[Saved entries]
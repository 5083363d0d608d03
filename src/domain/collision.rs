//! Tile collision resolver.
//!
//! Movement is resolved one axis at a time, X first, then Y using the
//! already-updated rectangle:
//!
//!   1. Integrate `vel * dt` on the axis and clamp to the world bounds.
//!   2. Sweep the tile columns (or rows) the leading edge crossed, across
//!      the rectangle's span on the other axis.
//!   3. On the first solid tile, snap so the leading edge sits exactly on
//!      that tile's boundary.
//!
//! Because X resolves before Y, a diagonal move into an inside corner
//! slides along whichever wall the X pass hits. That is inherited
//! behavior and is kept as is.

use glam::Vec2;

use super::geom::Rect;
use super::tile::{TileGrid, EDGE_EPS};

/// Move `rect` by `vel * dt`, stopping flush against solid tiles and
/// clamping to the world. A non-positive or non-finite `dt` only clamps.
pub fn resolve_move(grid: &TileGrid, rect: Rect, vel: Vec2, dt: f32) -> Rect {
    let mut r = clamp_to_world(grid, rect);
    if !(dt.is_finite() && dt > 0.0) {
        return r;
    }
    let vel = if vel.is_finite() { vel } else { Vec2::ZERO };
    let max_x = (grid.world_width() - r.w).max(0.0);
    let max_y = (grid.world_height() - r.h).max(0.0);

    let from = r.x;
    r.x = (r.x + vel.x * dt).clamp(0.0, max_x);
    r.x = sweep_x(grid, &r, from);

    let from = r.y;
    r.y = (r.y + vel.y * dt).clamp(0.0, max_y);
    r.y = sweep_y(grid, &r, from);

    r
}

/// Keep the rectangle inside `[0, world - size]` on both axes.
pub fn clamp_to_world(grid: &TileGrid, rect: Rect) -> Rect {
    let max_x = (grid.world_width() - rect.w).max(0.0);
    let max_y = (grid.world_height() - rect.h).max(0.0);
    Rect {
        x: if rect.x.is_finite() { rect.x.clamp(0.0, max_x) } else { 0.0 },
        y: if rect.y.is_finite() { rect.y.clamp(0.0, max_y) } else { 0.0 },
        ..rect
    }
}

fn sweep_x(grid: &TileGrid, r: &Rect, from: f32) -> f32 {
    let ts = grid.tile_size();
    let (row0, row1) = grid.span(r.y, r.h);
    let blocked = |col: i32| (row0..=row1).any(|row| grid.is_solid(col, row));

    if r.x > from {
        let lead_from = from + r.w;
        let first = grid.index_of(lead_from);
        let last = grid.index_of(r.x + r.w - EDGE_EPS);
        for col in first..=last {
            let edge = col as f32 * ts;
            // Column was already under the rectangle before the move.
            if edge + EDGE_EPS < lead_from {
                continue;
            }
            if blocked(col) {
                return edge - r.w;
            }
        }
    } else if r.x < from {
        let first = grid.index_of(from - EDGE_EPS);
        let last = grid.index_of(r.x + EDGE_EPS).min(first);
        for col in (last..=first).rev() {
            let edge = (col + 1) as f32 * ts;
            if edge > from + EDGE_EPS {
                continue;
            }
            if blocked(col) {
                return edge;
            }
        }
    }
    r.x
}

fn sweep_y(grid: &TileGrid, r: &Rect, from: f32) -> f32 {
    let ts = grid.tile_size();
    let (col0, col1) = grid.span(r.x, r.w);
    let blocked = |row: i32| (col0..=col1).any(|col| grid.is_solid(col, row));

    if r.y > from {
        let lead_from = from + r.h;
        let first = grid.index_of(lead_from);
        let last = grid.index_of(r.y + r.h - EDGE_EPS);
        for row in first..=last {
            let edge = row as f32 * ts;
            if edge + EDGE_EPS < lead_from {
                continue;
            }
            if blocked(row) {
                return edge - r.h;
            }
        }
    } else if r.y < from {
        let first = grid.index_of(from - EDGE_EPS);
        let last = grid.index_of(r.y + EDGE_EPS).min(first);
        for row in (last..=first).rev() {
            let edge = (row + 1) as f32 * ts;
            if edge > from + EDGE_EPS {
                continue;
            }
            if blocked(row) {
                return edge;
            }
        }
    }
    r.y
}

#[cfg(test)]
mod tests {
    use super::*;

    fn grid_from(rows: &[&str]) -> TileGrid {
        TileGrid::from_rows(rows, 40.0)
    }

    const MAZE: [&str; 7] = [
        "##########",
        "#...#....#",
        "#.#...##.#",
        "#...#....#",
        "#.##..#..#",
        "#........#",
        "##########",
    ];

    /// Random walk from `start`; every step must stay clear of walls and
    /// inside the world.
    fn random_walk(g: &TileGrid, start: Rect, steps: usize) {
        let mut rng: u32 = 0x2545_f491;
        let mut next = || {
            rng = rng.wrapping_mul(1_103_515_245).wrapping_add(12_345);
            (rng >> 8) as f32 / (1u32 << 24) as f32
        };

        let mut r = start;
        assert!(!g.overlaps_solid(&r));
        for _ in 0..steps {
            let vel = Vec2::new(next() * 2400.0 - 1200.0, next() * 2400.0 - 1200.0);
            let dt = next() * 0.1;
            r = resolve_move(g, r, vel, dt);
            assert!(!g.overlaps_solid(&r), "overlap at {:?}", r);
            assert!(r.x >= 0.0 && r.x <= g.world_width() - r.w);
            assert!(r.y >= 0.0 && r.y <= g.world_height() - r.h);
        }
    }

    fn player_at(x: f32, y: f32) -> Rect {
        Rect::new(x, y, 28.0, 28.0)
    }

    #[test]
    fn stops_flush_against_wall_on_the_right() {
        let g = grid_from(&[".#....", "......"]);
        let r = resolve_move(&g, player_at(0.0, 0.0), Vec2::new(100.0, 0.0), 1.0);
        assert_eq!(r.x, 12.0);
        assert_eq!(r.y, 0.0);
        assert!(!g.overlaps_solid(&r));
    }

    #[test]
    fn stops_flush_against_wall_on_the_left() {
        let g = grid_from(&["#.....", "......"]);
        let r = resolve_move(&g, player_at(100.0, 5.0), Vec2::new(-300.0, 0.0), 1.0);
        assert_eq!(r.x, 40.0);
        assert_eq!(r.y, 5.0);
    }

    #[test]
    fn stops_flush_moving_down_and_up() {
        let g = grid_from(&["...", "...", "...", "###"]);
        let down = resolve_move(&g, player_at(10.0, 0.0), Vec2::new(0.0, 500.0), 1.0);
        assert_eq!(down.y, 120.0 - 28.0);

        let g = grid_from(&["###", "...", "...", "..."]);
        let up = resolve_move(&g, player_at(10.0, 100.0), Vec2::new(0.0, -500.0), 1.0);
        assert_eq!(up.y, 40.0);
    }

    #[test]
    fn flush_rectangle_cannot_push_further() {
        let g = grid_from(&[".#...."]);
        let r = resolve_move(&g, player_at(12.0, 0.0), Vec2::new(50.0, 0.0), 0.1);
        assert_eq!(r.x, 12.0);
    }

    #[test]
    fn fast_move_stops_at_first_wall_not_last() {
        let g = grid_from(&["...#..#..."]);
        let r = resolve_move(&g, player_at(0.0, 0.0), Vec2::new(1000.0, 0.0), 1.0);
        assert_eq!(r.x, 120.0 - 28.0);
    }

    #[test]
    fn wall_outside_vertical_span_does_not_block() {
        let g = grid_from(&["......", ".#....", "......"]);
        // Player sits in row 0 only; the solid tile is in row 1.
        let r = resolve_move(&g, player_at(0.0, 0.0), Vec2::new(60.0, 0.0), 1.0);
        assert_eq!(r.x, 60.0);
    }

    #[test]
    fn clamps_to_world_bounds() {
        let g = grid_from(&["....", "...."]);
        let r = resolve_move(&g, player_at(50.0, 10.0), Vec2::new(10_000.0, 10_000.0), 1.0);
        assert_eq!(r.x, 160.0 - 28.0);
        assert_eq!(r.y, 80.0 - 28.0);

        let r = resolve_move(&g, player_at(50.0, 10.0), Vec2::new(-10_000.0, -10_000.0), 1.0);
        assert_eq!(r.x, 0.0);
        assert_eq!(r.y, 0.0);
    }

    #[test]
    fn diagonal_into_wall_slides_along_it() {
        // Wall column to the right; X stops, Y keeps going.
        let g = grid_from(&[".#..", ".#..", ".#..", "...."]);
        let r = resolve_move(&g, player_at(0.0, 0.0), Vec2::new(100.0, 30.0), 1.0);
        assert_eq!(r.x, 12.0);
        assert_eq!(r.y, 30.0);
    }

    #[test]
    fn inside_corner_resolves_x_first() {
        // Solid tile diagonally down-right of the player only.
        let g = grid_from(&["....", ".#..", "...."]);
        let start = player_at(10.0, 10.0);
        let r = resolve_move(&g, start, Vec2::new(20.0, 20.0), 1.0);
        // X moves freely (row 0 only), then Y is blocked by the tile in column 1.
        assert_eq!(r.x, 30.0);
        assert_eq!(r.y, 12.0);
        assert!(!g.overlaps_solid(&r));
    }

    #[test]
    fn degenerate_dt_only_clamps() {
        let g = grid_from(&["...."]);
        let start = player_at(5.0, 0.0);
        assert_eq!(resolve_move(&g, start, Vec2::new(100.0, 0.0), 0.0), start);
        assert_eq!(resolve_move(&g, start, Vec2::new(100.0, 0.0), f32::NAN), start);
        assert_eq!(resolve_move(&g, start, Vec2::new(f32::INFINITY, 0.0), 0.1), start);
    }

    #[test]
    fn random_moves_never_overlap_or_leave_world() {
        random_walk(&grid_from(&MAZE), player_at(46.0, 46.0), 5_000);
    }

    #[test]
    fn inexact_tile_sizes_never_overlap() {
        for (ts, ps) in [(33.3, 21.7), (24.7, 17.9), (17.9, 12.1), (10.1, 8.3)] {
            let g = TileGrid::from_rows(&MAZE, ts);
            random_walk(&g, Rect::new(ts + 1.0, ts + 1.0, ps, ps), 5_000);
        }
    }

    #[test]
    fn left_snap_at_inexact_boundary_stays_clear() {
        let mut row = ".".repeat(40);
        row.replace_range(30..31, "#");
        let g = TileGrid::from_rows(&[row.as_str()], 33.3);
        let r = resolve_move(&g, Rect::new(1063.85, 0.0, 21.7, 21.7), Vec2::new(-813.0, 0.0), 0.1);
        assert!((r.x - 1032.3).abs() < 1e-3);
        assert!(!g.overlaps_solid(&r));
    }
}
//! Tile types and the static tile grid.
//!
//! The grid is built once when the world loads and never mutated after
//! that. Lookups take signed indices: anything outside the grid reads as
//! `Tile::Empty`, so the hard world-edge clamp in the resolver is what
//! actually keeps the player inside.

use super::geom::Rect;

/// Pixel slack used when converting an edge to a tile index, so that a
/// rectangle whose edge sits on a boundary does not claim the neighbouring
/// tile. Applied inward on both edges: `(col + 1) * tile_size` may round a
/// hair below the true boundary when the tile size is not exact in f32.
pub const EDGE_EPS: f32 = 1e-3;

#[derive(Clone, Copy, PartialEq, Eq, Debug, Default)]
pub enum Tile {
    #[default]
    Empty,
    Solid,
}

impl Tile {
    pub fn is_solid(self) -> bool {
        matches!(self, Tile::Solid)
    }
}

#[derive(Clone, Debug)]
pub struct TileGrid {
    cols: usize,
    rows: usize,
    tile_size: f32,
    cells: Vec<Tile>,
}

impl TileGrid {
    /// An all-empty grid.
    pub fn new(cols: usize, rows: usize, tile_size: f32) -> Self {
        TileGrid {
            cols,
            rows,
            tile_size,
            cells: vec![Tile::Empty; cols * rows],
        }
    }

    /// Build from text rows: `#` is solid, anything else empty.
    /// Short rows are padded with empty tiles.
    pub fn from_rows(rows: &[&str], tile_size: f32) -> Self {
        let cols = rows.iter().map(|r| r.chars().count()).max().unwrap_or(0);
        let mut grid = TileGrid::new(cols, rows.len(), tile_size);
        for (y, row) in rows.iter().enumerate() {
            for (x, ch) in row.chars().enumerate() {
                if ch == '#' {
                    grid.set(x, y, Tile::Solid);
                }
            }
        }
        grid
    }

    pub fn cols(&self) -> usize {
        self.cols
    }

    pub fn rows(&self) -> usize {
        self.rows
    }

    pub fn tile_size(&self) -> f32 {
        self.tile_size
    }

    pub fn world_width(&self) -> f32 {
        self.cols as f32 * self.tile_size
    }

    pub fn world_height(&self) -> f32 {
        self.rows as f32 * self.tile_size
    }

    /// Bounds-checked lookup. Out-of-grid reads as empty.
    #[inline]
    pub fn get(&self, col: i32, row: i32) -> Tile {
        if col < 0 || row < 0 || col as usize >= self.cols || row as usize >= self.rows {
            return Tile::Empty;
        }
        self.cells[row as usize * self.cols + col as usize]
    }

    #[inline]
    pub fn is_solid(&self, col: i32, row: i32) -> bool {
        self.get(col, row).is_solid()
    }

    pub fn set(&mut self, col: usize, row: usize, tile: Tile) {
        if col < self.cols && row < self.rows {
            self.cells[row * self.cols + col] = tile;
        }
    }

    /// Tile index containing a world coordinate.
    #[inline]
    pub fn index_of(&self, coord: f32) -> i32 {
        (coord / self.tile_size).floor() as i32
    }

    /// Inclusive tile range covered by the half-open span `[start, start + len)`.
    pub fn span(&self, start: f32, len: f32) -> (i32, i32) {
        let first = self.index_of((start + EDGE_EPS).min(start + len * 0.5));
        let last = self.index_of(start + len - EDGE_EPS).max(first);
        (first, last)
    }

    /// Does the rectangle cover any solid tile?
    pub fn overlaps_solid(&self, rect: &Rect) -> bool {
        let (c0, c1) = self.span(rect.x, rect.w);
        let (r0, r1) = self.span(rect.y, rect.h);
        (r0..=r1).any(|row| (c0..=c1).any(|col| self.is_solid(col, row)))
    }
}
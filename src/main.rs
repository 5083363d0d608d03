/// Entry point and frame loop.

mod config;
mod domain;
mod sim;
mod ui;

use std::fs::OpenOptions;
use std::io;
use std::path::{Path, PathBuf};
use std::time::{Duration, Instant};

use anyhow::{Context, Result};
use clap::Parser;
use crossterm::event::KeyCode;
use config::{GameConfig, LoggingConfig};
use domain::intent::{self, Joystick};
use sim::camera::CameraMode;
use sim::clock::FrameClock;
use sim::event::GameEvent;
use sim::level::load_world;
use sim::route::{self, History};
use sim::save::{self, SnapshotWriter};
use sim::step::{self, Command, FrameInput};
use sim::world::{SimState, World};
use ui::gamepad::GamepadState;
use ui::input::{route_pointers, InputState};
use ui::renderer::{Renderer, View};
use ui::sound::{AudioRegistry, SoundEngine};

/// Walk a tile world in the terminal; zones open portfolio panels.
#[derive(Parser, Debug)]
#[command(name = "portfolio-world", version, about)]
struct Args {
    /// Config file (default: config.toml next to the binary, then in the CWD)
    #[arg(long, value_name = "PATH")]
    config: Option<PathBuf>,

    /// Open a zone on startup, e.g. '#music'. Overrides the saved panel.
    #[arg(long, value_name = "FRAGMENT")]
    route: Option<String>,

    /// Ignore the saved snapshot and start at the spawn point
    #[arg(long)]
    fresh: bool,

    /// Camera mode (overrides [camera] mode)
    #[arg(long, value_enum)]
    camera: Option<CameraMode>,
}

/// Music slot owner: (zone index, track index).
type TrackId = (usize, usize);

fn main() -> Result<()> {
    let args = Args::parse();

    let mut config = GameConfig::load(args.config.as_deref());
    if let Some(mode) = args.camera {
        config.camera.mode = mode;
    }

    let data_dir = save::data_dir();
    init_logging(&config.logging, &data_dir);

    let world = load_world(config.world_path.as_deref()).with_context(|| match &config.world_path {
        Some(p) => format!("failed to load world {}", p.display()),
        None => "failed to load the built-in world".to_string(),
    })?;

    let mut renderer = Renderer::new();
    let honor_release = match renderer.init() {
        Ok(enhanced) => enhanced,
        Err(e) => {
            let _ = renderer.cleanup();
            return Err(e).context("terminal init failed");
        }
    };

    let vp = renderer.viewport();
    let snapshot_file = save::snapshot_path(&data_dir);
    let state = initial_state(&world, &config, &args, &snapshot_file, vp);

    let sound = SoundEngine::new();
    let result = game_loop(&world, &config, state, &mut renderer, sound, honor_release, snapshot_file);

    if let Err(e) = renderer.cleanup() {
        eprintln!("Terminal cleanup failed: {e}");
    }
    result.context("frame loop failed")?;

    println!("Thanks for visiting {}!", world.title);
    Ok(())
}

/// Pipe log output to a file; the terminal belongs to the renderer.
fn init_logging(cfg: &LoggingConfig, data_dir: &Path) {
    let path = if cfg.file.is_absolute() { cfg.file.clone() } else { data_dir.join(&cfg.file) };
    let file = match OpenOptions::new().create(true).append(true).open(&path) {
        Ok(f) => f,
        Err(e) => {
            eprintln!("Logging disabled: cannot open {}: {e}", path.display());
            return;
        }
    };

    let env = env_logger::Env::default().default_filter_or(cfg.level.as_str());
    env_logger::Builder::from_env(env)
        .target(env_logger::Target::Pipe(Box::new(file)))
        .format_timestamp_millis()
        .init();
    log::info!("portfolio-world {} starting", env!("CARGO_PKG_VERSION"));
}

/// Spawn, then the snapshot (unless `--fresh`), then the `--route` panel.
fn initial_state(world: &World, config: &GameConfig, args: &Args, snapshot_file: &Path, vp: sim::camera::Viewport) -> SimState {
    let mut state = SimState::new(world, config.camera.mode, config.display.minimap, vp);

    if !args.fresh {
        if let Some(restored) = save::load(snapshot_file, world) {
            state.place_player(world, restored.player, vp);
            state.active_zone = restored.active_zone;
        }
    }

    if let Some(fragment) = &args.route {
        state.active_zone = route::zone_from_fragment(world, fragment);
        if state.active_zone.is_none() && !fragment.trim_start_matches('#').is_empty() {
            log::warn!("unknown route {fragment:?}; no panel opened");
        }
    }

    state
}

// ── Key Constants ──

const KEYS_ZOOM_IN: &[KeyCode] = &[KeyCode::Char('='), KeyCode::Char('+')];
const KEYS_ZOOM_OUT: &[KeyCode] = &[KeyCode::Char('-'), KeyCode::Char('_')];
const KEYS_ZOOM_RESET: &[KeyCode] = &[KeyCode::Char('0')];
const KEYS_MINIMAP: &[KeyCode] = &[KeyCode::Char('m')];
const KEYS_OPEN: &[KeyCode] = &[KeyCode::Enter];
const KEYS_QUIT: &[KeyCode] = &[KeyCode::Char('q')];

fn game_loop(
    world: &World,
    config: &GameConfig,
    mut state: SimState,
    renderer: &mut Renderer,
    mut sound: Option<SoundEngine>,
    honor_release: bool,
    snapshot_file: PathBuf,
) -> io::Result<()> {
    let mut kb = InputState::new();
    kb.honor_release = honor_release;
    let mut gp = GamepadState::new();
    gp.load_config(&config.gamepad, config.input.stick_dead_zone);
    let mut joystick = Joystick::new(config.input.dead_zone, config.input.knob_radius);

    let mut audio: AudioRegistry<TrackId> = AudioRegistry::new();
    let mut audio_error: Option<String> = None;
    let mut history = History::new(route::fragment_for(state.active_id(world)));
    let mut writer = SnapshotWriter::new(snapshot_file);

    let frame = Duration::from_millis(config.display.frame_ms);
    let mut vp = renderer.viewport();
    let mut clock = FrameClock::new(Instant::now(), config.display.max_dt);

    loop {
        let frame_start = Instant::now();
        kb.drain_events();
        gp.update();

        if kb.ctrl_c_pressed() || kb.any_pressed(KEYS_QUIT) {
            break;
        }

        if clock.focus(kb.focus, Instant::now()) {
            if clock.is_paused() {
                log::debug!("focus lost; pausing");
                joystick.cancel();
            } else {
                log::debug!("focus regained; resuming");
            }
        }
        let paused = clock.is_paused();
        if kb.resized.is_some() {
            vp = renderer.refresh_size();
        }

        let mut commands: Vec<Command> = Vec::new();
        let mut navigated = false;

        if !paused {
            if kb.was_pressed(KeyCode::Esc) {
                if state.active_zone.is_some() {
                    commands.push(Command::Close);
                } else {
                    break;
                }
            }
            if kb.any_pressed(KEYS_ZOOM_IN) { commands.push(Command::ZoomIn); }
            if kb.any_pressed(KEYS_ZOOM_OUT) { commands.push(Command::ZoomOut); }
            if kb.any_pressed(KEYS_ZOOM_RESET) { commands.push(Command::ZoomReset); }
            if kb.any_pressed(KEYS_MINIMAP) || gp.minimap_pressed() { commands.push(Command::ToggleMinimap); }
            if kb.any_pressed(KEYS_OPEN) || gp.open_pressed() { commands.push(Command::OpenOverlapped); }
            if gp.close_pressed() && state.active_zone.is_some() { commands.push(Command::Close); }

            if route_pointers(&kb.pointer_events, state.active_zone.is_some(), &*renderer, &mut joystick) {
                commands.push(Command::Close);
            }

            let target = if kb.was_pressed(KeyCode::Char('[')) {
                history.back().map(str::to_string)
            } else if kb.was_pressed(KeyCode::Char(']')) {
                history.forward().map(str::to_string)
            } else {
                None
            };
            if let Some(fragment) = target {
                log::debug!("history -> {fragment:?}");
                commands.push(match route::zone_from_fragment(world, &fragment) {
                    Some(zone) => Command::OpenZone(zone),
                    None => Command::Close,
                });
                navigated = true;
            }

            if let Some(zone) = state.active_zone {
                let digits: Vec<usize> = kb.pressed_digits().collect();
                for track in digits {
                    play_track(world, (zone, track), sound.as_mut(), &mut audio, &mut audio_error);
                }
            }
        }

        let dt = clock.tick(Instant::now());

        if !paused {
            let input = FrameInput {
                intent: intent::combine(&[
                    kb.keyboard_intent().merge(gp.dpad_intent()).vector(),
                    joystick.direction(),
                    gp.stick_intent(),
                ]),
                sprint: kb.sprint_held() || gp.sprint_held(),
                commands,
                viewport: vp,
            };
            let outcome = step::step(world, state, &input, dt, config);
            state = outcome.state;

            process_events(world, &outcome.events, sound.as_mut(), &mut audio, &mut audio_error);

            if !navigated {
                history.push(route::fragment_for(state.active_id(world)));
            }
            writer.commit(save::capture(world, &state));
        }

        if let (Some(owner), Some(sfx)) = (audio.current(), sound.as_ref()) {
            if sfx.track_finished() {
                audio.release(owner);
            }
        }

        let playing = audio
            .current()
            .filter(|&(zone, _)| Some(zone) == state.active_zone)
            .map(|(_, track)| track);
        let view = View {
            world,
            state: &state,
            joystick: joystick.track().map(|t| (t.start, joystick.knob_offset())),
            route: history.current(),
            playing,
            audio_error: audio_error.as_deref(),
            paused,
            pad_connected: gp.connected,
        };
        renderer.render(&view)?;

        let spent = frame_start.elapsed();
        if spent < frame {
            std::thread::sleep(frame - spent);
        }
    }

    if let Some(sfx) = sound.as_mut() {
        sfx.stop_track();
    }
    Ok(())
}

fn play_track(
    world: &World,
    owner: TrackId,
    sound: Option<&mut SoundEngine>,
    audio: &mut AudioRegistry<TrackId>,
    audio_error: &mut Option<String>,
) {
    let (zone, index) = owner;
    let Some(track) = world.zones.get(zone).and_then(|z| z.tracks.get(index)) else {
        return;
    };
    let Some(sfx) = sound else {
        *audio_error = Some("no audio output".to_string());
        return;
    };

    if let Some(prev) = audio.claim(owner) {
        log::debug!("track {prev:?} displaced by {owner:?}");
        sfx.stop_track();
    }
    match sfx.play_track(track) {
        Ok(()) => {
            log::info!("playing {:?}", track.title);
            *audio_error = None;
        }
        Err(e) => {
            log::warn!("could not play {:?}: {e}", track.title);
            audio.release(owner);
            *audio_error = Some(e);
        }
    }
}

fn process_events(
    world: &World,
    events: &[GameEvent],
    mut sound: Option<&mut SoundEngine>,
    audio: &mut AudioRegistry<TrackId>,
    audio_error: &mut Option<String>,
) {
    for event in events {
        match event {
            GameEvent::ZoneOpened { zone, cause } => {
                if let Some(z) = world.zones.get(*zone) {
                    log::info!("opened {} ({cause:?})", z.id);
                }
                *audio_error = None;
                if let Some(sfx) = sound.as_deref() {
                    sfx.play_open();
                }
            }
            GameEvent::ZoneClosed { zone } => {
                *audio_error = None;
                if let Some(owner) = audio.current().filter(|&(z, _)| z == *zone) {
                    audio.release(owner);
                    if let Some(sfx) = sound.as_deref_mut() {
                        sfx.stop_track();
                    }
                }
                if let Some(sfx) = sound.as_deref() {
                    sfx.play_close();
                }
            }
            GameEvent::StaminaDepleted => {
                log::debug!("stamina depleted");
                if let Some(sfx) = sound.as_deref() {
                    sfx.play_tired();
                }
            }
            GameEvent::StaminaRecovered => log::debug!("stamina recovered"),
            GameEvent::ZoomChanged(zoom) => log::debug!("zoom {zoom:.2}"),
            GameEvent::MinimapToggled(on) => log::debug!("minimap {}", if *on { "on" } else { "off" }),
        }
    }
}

▶ _Exercise brief_:
Nothing but an exact copy of the lines from the start of the entries through the line containing "Vec2, dt: f32)" belongs in the response.

▶ _Exercise answer_:
repository 5083363d0d608d03
filename src/domain/collision.rs
//! Tile collision resolver.
//!
//! Movement is resolved one axis at a time, X first, then Y using the
//! already-updated rectangle:
//!
//!   1. Integrate `vel * dt` on the axis and clamp to the world bounds.
//!   2. Sweep the tile columns (or rows) the leading edge crossed, across
//!      the rectangle's span on the other axis.
//!   3. On the first solid tile, snap so the leading edge sits exactly on
//!      that tile's boundary.
//!
//! Because X resolves before Y, a diagonal move into an inside corner
//! slides along whichever wall the X pass hits. That is inherited
//! behavior and is kept as is.

use glam::Vec2;

use super::geom::Rect;
use super::tile::{TileGrid, EDGE_EPS};

/// Move `rect` by `vel * dt`, stopping flush against solid tiles and
/// clamping to the world. A non-positive or non-finite `dt` only clamps.
pub fn resolve_move(grid: &TileGrid, rect: Rect, vel: Vec2, dt: f32) -> Rect {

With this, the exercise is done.